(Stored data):
************

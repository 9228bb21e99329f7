// /////////////////////////////////////////////////////////////////////////////
// Optimized Adaptive Pipeline RS
// Copyright (c) 2025 Michael Gardner, A Bit of Help, Inc.
// SPDX-License-Identifier: BSD-3-Clause
// See LICENSE file in the project root.
// /////////////////////////////////////////////////////////////////////////////

//! The four chunking strategies; exactly one is active per run.

use serde::{Deserialize, Serialize};
use std::fmt::{self, Display};

#[derive(Debug, Clone, Copy, Eq, PartialEq, Serialize, Deserialize)]
#[serde(rename_all = "snake_case")]
pub enum ChunkingStrategy {
    Fixed,
    Recursive,
    Semantic,
    LlmGuided,
}

impl ChunkingStrategy {
    pub fn as_str(&self) -> &'static str {
        match self {
            ChunkingStrategy::Fixed => "fixed",
            ChunkingStrategy::Recursive => "recursive",
            ChunkingStrategy::Semantic => "semantic",
            ChunkingStrategy::LlmGuided => "llm_guided",
        }
    }
}

impl Display for ChunkingStrategy {
    fn fmt(&self, f: &mut fmt::Formatter<'_>) -> fmt::Result {
        write!(f, "{}", self.as_str())
    }
}

impl std::str::FromStr for ChunkingStrategy {
    type Err = String;

    fn from_str(s: &str) -> Result<Self, Self::Err> {
        match s.trim().to_lowercase().as_str() {
            "fixed" => Ok(ChunkingStrategy::Fixed),
            "recursive" => Ok(ChunkingStrategy::Recursive),
            "semantic" => Ok(ChunkingStrategy::Semantic),
            "llm_guided" | "llm-guided" => Ok(ChunkingStrategy::LlmGuided),
            other => Err(format!("unknown chunking strategy '{other}'")),
        }
    }
}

************

(Work item): Starting at the line that contains "pub fn as_str(&self)", retype each remaining line of the records exactly; that line and the last line are both included.

(Output):
    pub fn as_str(&self) -> &'static str {
        match self {
            ChunkingStrategy::Fixed => "fixed",
            ChunkingStrategy::Recursive => "recursive",
            ChunkingStrategy::Semantic => "semantic",
            ChunkingStrategy::LlmGuided => "llm_guided",
        }
    }
}

impl Display for ChunkingStrategy {
    fn fmt(&self, f: &mut fmt::Formatter<'_>) -> fmt::Result {
        write!(f, "{}", self.as_str())
    }
}

impl std::str::FromStr for ChunkingStrategy {
    type Err = String;

    fn from_str(s: &str) -> Result<Self, Self::Err> {
        match s.trim().to_lowercase().as_str() {
            "fixed" => Ok(ChunkingStrategy::Fixed),
            "recursive" => Ok(ChunkingStrategy::Recursive),
            "semantic" => Ok(ChunkingStrategy::Semantic),
            "llm_guided" | "llm-guided" => Ok(ChunkingStrategy::LlmGuided),
            other => Err(format!("unknown chunking strategy '{other}'")),
        }
    }
}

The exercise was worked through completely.